Ce que « déployer depuis Git » veut dire réellement
Pendant l'essentiel de l'histoire du métier, déployer voulait dire qu'une personne exécutait une séquence à la main : construire en local, copier des fichiers sur un serveur, lancer une migration, redémarrer un processus, espérer n'avoir rien oublié. Chaque étape était une occasion de faire les choses un peu différemment de la fois précédente — et l'écart entre « ça marche chez moi » et un site de production cassé vivait précisément dans ces étapes-là.
Le déploiement git remplace cette séquence par une règle : la branche fait foi, et ce qui s'y trouve est ce qui tourne. Vous n'envoyez rien. Vous poussez, et la plateforme fait le même build à l'identique, à chaque fois. C'est la reproductibilité qui compte — pas le confort.
Ce qui se passe entre votre push et l'application en ligne
La chaîne est courte et mérite d'être connue, car lorsqu'un problème survient vous voulez savoir quel maillon regarder.
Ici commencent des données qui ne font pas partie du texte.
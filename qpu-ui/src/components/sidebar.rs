//! Sidebar Component
//!
//! Brand header and one button per section.

use leptos::*;

use crate::state::global::{GlobalState, Section};

/// Section navigation sidebar
#[component]
pub fn Sidebar() -> impl IntoView {
    view! {
        <nav class="w-64 shrink-0 bg-gray-800 border-r border-gray-700 flex flex-col">
            <div class="flex items-center space-x-3 h-16 px-6 border-b border-gray-700">
                <span class="text-2xl">"⚛️"</span>
                <span class="text-xl font-bold">"QPU Console"</span>
            </div>

            <div class="flex-1 py-4 space-y-1">
                {Section::ALL
                    .into_iter()
                    .map(|section| view! { <SidebarItem section=section /> })
                    .collect_view()}
            </div>
        </nav>
    }
}

#[component]
fn SidebarItem(section: Section) -> impl IntoView {
    let state = expect_context::<GlobalState>();
    let active = move || state.active_section.get() == section;

    view! {
        <button
            class="w-full flex items-center space-x-3 px-6 py-3 text-left text-gray-300 hover:text-white hover:bg-gray-700 transition-colors"
            class:bg-gray-700=active
            class:text-white=active
            on:click=move |_| state.show(section)
        >
            <span>{section.icon()}</span>
            <span>{section.label()}</span>
        </button>
    }
}
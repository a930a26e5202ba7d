//! UI Components
//!
//! Reusable Leptos components for the dashboard and assistant.

pub mod chat_message;
pub mod loading;
pub mod sidebar;
pub mod stat_card;
pub mod suggestion_chip;

pub use chat_message::ChatMessageView;
pub use loading::TypingIndicator;
pub use sidebar::Sidebar;
pub use stat_card::{StatCard, StatCardSkeleton};
pub use suggestion_chip::SuggestionChip;
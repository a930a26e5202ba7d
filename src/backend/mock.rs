//! Test doubles for [`AnalysisBackend`].

use async_trait::async_trait;
use std::collections::VecDeque;
use std::sync::atomic::{AtomicUsize, Ordering};
use std::sync::Mutex;
use tokio::sync::Notify;

use super::{
    AnalysisBackend, ChatReply, ChatRequest, ClientError, EfficiencyRecord, SummarySnapshot,
    WorkloadRecord,
};
use crate::graphs::GraphKind;

/// Scripted backend that records every request
#[derive(Default)]
pub struct MockBackend {
    chat_replies: Mutex<VecDeque<Result<ChatReply, ClientError>>>,
    chat_requests: Mutex<Vec<ChatRequest>>,
    summary: Mutex<Option<Result<SummarySnapshot, ClientError>>>,
    efficiency: Mutex<Option<Result<Vec<EfficiencyRecord>, ClientError>>>,
    summary_calls: AtomicUsize,
    efficiency_calls: AtomicUsize,
}

impl MockBackend {
    pub fn new() -> Self {
        Self::default()
    }

    pub fn push_chat(&self, reply: Result<ChatReply, ClientError>) {
        self.chat_replies.lock().unwrap().push_back(reply);
    }

    pub fn set_summary(&self, summary: Result<SummarySnapshot, ClientError>) {
        *self.summary.lock().unwrap() = Some(summary);
    }

    pub fn set_efficiency(&self, records: Result<Vec<EfficiencyRecord>, ClientError>) {
        *self.efficiency.lock().unwrap() = Some(records);
    }

    pub fn chat_calls(&self) -> usize {
        self.chat_requests.lock().unwrap().len()
    }

    pub fn chat_requests(&self) -> Vec<ChatRequest> {
        self.chat_requests.lock().unwrap().clone()
    }

    pub fn summary_calls(&self) -> usize {
        self.summary_calls.load(Ordering::SeqCst)
    }

    pub fn efficiency_calls(&self) -> usize {
        self.efficiency_calls.load(Ordering::SeqCst)
    }
}

#[async_trait]
impl AnalysisBackend for MockBackend {
    async fn chat(&self, request: &ChatRequest) -> Result<ChatReply, ClientError> {
        self.chat_requests.lock().unwrap().push(request.clone());
        self.chat_replies
            .lock()
            .unwrap()
            .pop_front()
            .unwrap_or_else(|| {
                Ok(ChatReply {
                    response: "ok".to_string(),
                    graph: None,
                })
            })
    }

    async fn summary(&self) -> Result<SummarySnapshot, ClientError> {
        self.summary_calls.fetch_add(1, Ordering::SeqCst);
        self.summary
            .lock()
            .unwrap()
            .take()
            .unwrap_or_else(|| Ok(SummarySnapshot::default()))
    }

    async fn efficiency(&self) -> Result<Vec<EfficiencyRecord>, ClientError> {
        self.efficiency_calls.fetch_add(1, Ordering::SeqCst);
        self.efficiency
            .lock()
            .unwrap()
            .take()
            .unwrap_or_else(|| Ok(Vec::new()))
    }

    async fn daily_workloads(&self) -> Result<Vec<WorkloadRecord>, ClientError> {
        Ok(Vec::new())
    }

    async fn graph(&self, _kind: GraphKind) -> Result<Vec<u8>, ClientError> {
        Ok(b"\x89PNG".to_vec())
    }

    fn graph_url(&self, kind: GraphKind) -> String {
        kind.url("http://mock")
    }
}

/// Backend whose chat call blocks until released
#[derive(Default)]
pub struct GatedBackend {
    entered: Notify,
    gate: Notify,
    calls: AtomicUsize,
}

impl GatedBackend {
    pub fn new() -> Self {
        Self::default()
    }

    pub async fn wait_until_entered(&self) {
        self.entered.notified().await;
    }

    pub fn release(&self) {
        self.gate.notify_one();
    }

    pub fn calls(&self) -> usize {
        self.calls.load(Ordering::SeqCst)
    }
}

#[async_trait]
impl AnalysisBackend for GatedBackend {
    async fn chat(&self, request: &ChatRequest) -> Result<ChatReply, ClientError> {
        self.calls.fetch_add(1, Ordering::SeqCst);
        self.entered.notify_one();
        self.gate.notified().await;
        Ok(ChatReply {
            response: format!("echo: {}", request.message),
            graph: None,
        })
    }

    async fn summary(&self) -> Result<SummarySnapshot, ClientError> {
        Ok(SummarySnapshot::default())
    }

    async fn efficiency(&self) -> Result<Vec<EfficiencyRecord>, ClientError> {
        Ok(Vec::new())
    }

    async fn daily_workloads(&self) -> Result<Vec<WorkloadRecord>, ClientError> {
        Ok(Vec::new())
    }

    async fn graph(&self, _kind: GraphKind) -> Result<Vec<u8>, ClientError> {
        Ok(Vec::new())
    }

    fn graph_url(&self, kind: GraphKind) -> String {
        kind.url("http://gated")
    }
}
//! Interactive Console
//!
//! Terminal front-end: one line of input is either a chat message or a
//! `/command`. Chat replies arrive asynchronously so the prompt stays usable
//! while a request is outstanding; sends made meanwhile are ignored. A reply
//! still pending at `/quit` or end of input is awaited before exiting.

use std::path::{Path, PathBuf};
use std::sync::Arc;
use thiserror::Error;
use tokio::io::{AsyncBufRead, AsyncBufReadExt, BufReader};
use tokio::task::JoinSet;

use crate::backend::{AnalysisBackend, ClientError};
use crate::chat::{
    ChatSession, RejectReason, SendOutcome, OPTIMISATION_PROMPTS, SUGGESTIONS, WELCOME_MESSAGE,
};
use crate::dashboard::{build_cards, DashboardLoader, DashboardState, DASHBOARD_ERROR_MESSAGE};
use crate::graphs::{self, GraphError, GraphKind};
use crate::render::render_message;
use crate::sections::{Section, SectionSwitcher, UnknownSection};

const HELP: &str = "\
Type a message to ask the assistant, or use a command:
  /tab <charts|optimisation|assistant>  switch section
  /dashboard                            reload the dashboard
  /graph <costs|workloads|efficiency>   download a quick-analysis graph
  /suggest <n>                          send welcome suggestion n
  /prompt <n>                           send optimisation prompt n
  /history                              show the transcript
  /clear                                start a new conversation
  /help                                 show this help
  /quit                                 exit";

/// One parsed input line
#[derive(Debug, Clone, PartialEq, Eq)]
pub enum Command {
    Chat(String),
    Tab(String),
    Dashboard,
    Graph(String),
    Suggest(usize),
    Prompt(usize),
    History,
    Clear,
    Help,
    Quit,
}

impl Command {
    /// Parse a line; `None` for a blank line
    pub fn parse(line: &str) -> Result<Option<Self>, ConsoleError> {
        let line = line.trim();
        if line.is_empty() {
            return Ok(None);
        }

        let Some(rest) = line.strip_prefix('/') else {
            return Ok(Some(Command::Chat(line.to_string())));
        };

        let (name, arg) = match rest.split_once(char::is_whitespace) {
            Some((name, arg)) => (name, arg.trim()),
            None => (rest, ""),
        };

        let command = match name.to_lowercase().as_str() {
            "tab" | "section" => Command::Tab(required(arg, "section")?.to_string()),
            "dashboard" | "reload" | "retry" => Command::Dashboard,
            "graph" => Command::Graph(required(arg, "graph type")?.to_string()),
            "suggest" => Command::Suggest(one_based(arg)?),
            "prompt" => Command::Prompt(one_based(arg)?),
            "history" => Command::History,
            "clear" => Command::Clear,
            "help" | "?" => Command::Help,
            "quit" | "exit" | "q" => Command::Quit,
            other => return Err(ConsoleError::UnknownCommand(other.to_string())),
        };

        Ok(Some(command))
    }
}

fn required<'a>(arg: &'a str, what: &'static str) -> Result<&'a str, ConsoleError> {
    if arg.is_empty() {
        Err(ConsoleError::MissingArgument(what))
    } else {
        Ok(arg)
    }
}

fn one_based(arg: &str) -> Result<usize, ConsoleError> {
    match required(arg, "number")?.parse::<usize>() {
        Ok(n) if n >= 1 => Ok(n - 1),
        _ => Err(ConsoleError::InvalidNumber(arg.to_string())),
    }
}

fn suggestion(index: usize) -> Result<&'static str, ConsoleError> {
    SUGGESTIONS
        .get(index)
        .copied()
        .ok_or_else(|| ConsoleError::InvalidNumber((index + 1).to_string()))
}

fn optimisation_prompt(index: usize) -> Result<&'static str, ConsoleError> {
    OPTIMISATION_PROMPTS
        .get(index)
        .map(|(_, prompt)| *prompt)
        .ok_or_else(|| ConsoleError::InvalidNumber((index + 1).to_string()))
}

/// Text a command sends to the assistant; `None` for other commands
fn outgoing_text(command: &Command) -> Option<Result<String, ConsoleError>> {
    match command {
        Command::Chat(text) => Some(Ok(text.clone())),
        Command::Suggest(index) => Some(suggestion(*index).map(str::to_string)),
        Command::Prompt(index) => Some(optimisation_prompt(*index).map(str::to_string)),
        _ => None,
    }
}

/// Errors surfaced to the console user
#[derive(Error, Debug)]
pub enum ConsoleError {
    #[error("Unknown command: /{0} (try /help)")]
    UnknownCommand(String),

    #[error("Missing {0}")]
    MissingArgument(&'static str),

    #[error("Expected a number from the list, got {0:?}")]
    InvalidNumber(String),

    #[error(transparent)]
    Section(#[from] UnknownSection),

    #[error(transparent)]
    Graph(#[from] GraphError),

    #[error("Backend error: {0}")]
    Client(#[from] ClientError),

    #[error("IO error: {0}")]
    Io(#[from] std::io::Error),
}

/// Text produced by one command
#[derive(Debug, Default, PartialEq, Eq)]
pub struct Reply {
    pub output: String,
    pub quit: bool,
}

impl Reply {
    fn text(output: impl Into<String>) -> Self {
        Self {
            output: output.into(),
            quit: false,
        }
    }
}

/// Interactive session state
pub struct Console {
    backend: Arc<dyn AnalysisBackend>,
    sections: SectionSwitcher,
    chat: Arc<ChatSession>,
    dashboard: DashboardLoader,
    graph_dir: PathBuf,
    open_graphs: bool,
}

impl Console {
    pub fn new(backend: Arc<dyn AnalysisBackend>, graph_dir: impl Into<PathBuf>) -> Self {
        Self {
            chat: Arc::new(ChatSession::new(Arc::clone(&backend))),
            dashboard: DashboardLoader::new(Arc::clone(&backend)),
            sections: SectionSwitcher::default(),
            backend,
            graph_dir: graph_dir.into(),
            open_graphs: false,
        }
    }

    /// Open downloaded graphs in the system viewer
    pub fn open_graphs(mut self, open: bool) -> Self {
        self.open_graphs = open;
        self
    }

    pub fn active_section(&self) -> Section {
        self.sections.active()
    }

    pub fn chat(&self) -> &Arc<ChatSession> {
        &self.chat
    }

    /// Run one command to completion
    pub async fn execute(&mut self, command: Command) -> Result<Reply, ConsoleError> {
        match command {
            Command::Chat(text) => Ok(self.send_chat(&text).await),
            Command::Suggest(index) => Ok(self.send_chat(suggestion(index)?).await),
            Command::Prompt(index) => Ok(self.send_chat(optimisation_prompt(index)?).await),
            Command::Tab(name) => {
                let section = self.sections.activate_named(&name)?;
                Ok(Reply::text(self.render_section(section).await))
            }
            Command::Dashboard => {
                self.sections.activate(Section::Charts);
                self.dashboard.refresh().await;
                Ok(Reply::text(self.render_section(Section::Charts).await))
            }
            Command::Graph(kind) => {
                let kind: GraphKind = kind.parse()?;
                let path = self.download_graph(kind).await?;
                Ok(Reply::text(format!("{} saved to {}", kind.label(), path.display())))
            }
            Command::History => Ok(Reply::text(self.render_transcript().await)),
            Command::Clear => {
                if self.chat.clear().await {
                    Ok(Reply::text("Conversation cleared."))
                } else {
                    Ok(Reply::text(
                        "Still waiting for the previous reply; conversation not cleared.",
                    ))
                }
            }
            Command::Help => Ok(Reply::text(HELP)),
            Command::Quit => Ok(Reply {
                output: String::new(),
                quit: true,
            }),
        }
    }

    async fn send_chat(&mut self, text: &str) -> Reply {
        self.sections.activate(Section::Assistant);
        let outcome = self.chat.send(text).await;
        Reply::text(describe_outcome(&outcome, &self.graph_dir))
    }

    /// Render a section, loading the dashboard on first view
    pub async fn render_section(&self, section: Section) -> String {
        let body = match section {
            Section::Charts => {
                if self.dashboard.state().await == DashboardState::Loading {
                    self.dashboard.refresh().await;
                }
                self.render_dashboard().await
            }
            Section::Optimisation => render_optimisation(),
            Section::Assistant => self.render_transcript().await,
        };

        let tabs: Vec<String> = Section::ALL
            .iter()
            .map(|s| {
                if self.sections.is_active(*s) {
                    format!("[{}]", s.label())
                } else {
                    s.label().to_string()
                }
            })
            .collect();

        format!("{}\n\n{}", tabs.join("  "), body)
    }

    async fn render_dashboard(&self) -> String {
        match self.dashboard.state().await {
            DashboardState::Loading => "Loading QPU data...".to_string(),
            DashboardState::Failed => {
                format!("{}\nType /dashboard to retry.", DASHBOARD_ERROR_MESSAGE)
            }
            DashboardState::Ready(data) => {
                let mut out = String::from("QPU Performance Summary\n\n");
                for card in build_cards(&data) {
                    out.push_str(&card.to_string());
                    out.push('\n');
                }
                out.push_str("Quick Analysis\n");
                for kind in GraphKind::ALL {
                    out.push_str(&format!(
                        "  {:<20} /graph {:<12} {}\n",
                        kind.label(),
                        kind.as_str(),
                        self.backend.graph_url(kind)
                    ));
                }
                out
            }
        }
    }

    async fn render_transcript(&self) -> String {
        if self.chat.welcome_visible().await {
            let mut out = format!("{}\n", WELCOME_MESSAGE);
            for (i, suggestion) in SUGGESTIONS.iter().enumerate() {
                out.push_str(&format!("  /suggest {}  {}\n", i + 1, suggestion));
            }
            return out;
        }

        let mut out = self
            .chat
            .transcript()
            .await
            .iter()
            .map(render_message)
            .collect::<Vec<_>>()
            .join("\n\n");
        if self.chat.is_loading() {
            out.push_str("\n\n...");
        }
        out
    }

    async fn download_graph(&self, kind: GraphKind) -> Result<PathBuf, ConsoleError> {
        let bytes = self.backend.graph(kind).await?;
        let path = self.graph_dir.join(kind.file_name());
        graphs::save_image(&path, &bytes)?;

        if self.open_graphs {
            if let Err(e) = graphs::open_in_browser(&path.to_string_lossy()) {
                tracing::warn!(error = %e, "Could not open graph viewer");
            }
        }

        Ok(path)
    }

    /// Read commands from stdin until `/quit` or end of input
    pub async fn run(self) -> Result<(), ConsoleError> {
        println!("QPU Console v{} - type /help for commands\n", env!("CARGO_PKG_VERSION"));
        self.run_with(BufReader::new(tokio::io::stdin())).await
    }

    /// Read commands from `input` until `/quit` or end of input
    ///
    /// Chat sends run as tasks so the loop keeps reading; any still pending
    /// when the loop ends are awaited before returning.
    pub async fn run_with<R>(mut self, input: R) -> Result<(), ConsoleError>
    where
        R: AsyncBufRead + Unpin,
    {
        println!("{}", self.render_section(self.sections.active()).await);

        let mut lines = input.lines();
        let mut pending = JoinSet::new();

        let read = loop {
            let line = match lines.next_line().await {
                Ok(Some(line)) => line,
                Ok(None) => break Ok(()),
                Err(e) => break Err(e),
            };
            while pending.try_join_next().is_some() {}

            let command = match Command::parse(&line) {
                Ok(Some(command)) => command,
                Ok(None) => continue,
                Err(e) => {
                    println!("{}", e);
                    continue;
                }
            };

            match outgoing_text(&command) {
                Some(Ok(text)) => {
                    self.sections.activate(Section::Assistant);
                    let chat = Arc::clone(&self.chat);
                    let graph_dir = self.graph_dir.clone();
                    pending.spawn(async move {
                        let outcome = chat.send(&text).await;
                        println!("{}\n", describe_outcome(&outcome, &graph_dir));
                    });
                    continue;
                }
                Some(Err(e)) => {
                    println!("{}\n", e);
                    continue;
                }
                None => {}
            }

            match self.execute(command).await {
                Ok(reply) if reply.quit => break Ok(()),
                Ok(reply) => println!("{}\n", reply.output),
                Err(e) => println!("{}\n", e),
            }
        };

        // Dropping the set would abort a reply still in flight
        while let Some(result) = pending.join_next().await {
            if let Err(e) = result {
                tracing::warn!(error = %e, "Chat task did not complete");
            }
        }

        Ok(read?)
    }
}

fn render_optimisation() -> String {
    let mut out = String::from("Optimisation Tools\n");
    for (i, (label, prompt)) in OPTIMISATION_PROMPTS.iter().enumerate() {
        out.push_str(&format!("  /prompt {}  {:<18} {}\n", i + 1, label, prompt));
    }
    out
}

/// Terminal text for a send result, saving any attached graph
pub fn describe_outcome(outcome: &SendOutcome, graph_dir: &Path) -> String {
    match outcome {
        SendOutcome::Rejected(RejectReason::Empty) => String::new(),
        SendOutcome::Rejected(RejectReason::Busy) => {
            "Still waiting for the previous reply; message not sent.".to_string()
        }
        SendOutcome::Failed(message) => render_message(message),
        SendOutcome::Replied(message) => {
            let mut out = render_message(message);
            if let Some(graph) = &message.graph {
                let path = graph_dir.join(format!("chat-{}.png", message.id));
                match graphs::decode_inline(graph).and_then(|bytes| graphs::save_image(&path, &bytes)) {
                    Ok(()) => out.push_str(&format!(" -> {}", path.display())),
                    Err(e) => tracing::warn!(error = %e, "Could not save chat graph"),
                }
            }
            out
        }
    }
}
//! Analysis Backend
//!
//! Everything the console knows about the external analysis service.
//!
//! ## Endpoints
//!
//! - `POST /api/chat` - Ask the assistant, with prior turns as context
//! - `GET /api/summary` - Block and workload totals
//! - `GET /api/efficiency` - Per-day efficiency records
//! - `GET /api/daily_workloads` - Per-day workload counts
//! - `GET /api/graphs/{kind}` - Rendered PNG graphs

mod client;
mod dto;

#[cfg(test)]
pub(crate) mod mock;

pub use client::{BackendClient, BackendConfig, ClientError};
pub use dto::{
    ChatReply, ChatRequest, EfficiencyRecord, HistoryTurn, SummarySnapshot, WorkloadRecord,
};

use async_trait::async_trait;

use crate::graphs::GraphKind;

/// Seam between the view models and the network
#[async_trait]
pub trait AnalysisBackend: Send + Sync {
    /// Send one chat message
    async fn chat(&self, request: &ChatRequest) -> Result<ChatReply, ClientError>;

    /// Fetch the summary snapshot
    async fn summary(&self) -> Result<SummarySnapshot, ClientError>;

    /// Fetch efficiency records, oldest first
    async fn efficiency(&self) -> Result<Vec<EfficiencyRecord>, ClientError>;

    /// Fetch daily workload records, oldest first
    async fn daily_workloads(&self) -> Result<Vec<WorkloadRecord>, ClientError>;

    /// Download a rendered graph
    async fn graph(&self, kind: GraphKind) -> Result<Vec<u8>, ClientError>;

    /// Where the graph lives, for opening in a browser
    fn graph_url(&self, kind: GraphKind) -> String;
}
//! Backend API
//!
//! Typed calls to the analysis backend through the same-origin `/api` prefix.

mod client;

pub use client::*;
//! Display formatting for dashboard values and chat text.

/// Plain number, integers without a decimal point
pub fn format_number(value: f64) -> String {
    if value.fract() == 0.0 && value.is_finite() {
        format!("{}", value as i64)
    } else {
        format!("{}", value)
    }
}

/// Thousands separators, at most three decimals
pub fn format_grouped(value: f64) -> String {
    let rounded = (value * 1000.0).round() / 1000.0;
    let text = format!("{:.3}", rounded.abs());
    let (int_part, frac_part) = text.split_once('.').unwrap_or((&text, ""));

    let mut grouped = String::new();
    for (i, ch) in int_part.chars().enumerate() {
        if i > 0 && (int_part.len() - i) % 3 == 0 {
            grouped.push(',');
        }
        grouped.push(ch);
    }

    let frac = frac_part.trim_end_matches('0');
    let sign = if rounded < 0.0 { "-" } else { "" };
    if frac.is_empty() {
        format!("{}{}", sign, grouped)
    } else {
        format!("{}{}.{}", sign, grouped, frac)
    }
}

pub fn format_currency(value: f64) -> String {
    format!("${:.2}", value)
}

/// Ratio in [0, 1] as a one-decimal percentage
pub fn format_percent(ratio: f64) -> String {
    format!("{:.1}%", ratio * 100.0)
}

/// Split reply text on real and escaped (`\n` literal) line breaks
pub fn text_lines(text: &str) -> Vec<String> {
    text.replace("\\n", "\n").split('\n').map(str::to_string).collect()
}

#[cfg(test)]
mod tests {
    use super::*;

    #[test]
    fn test_grouped() {
        assert_eq!(format_grouped(1234567.0), "1,234,567");
        assert_eq!(format_grouped(4166.6667), "4,166.667");
        assert_eq!(format_grouped(12.5), "12.5");
        assert_eq!(format_grouped(0.0), "0");
    }

    #[test]
    fn test_currency_and_percent() {
        assert_eq!(format_currency(2.0), "$2.00");
        assert_eq!(format_percent(0.456), "45.6%");
    }

    #[test]
    fn test_text_lines() {
        assert_eq!(text_lines("a\\nb\nc"), vec!["a", "b", "c"]);
    }

    #[test]
    fn test_number() {
        assert_eq!(format_number(42.0), "42");
        assert_eq!(format_number(41.5), "41.5");
    }
}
Votre push arrive dans le dépôt, qui nous prévient. Nous vérifions si ce dépôt et cette branche précis sont bien connectés à une application ; si c'est le cas, une build démarre. La build s'exécute dans un bac à sable isolé — votre code ne partage jamais un processus avec celui de quelqu'un d'autre — et produit une image de conteneur à partir de votre Dockerfile. Ce n'est qu'une fois l'image prête que la plateforme démarre la nouvelle version et retire l'ancienne. Si la build échoue, rien n'est remplacé : la version précédente continue de servir le trafic, ce qui est exactement le comportement que vous voulez à 2 h du matin.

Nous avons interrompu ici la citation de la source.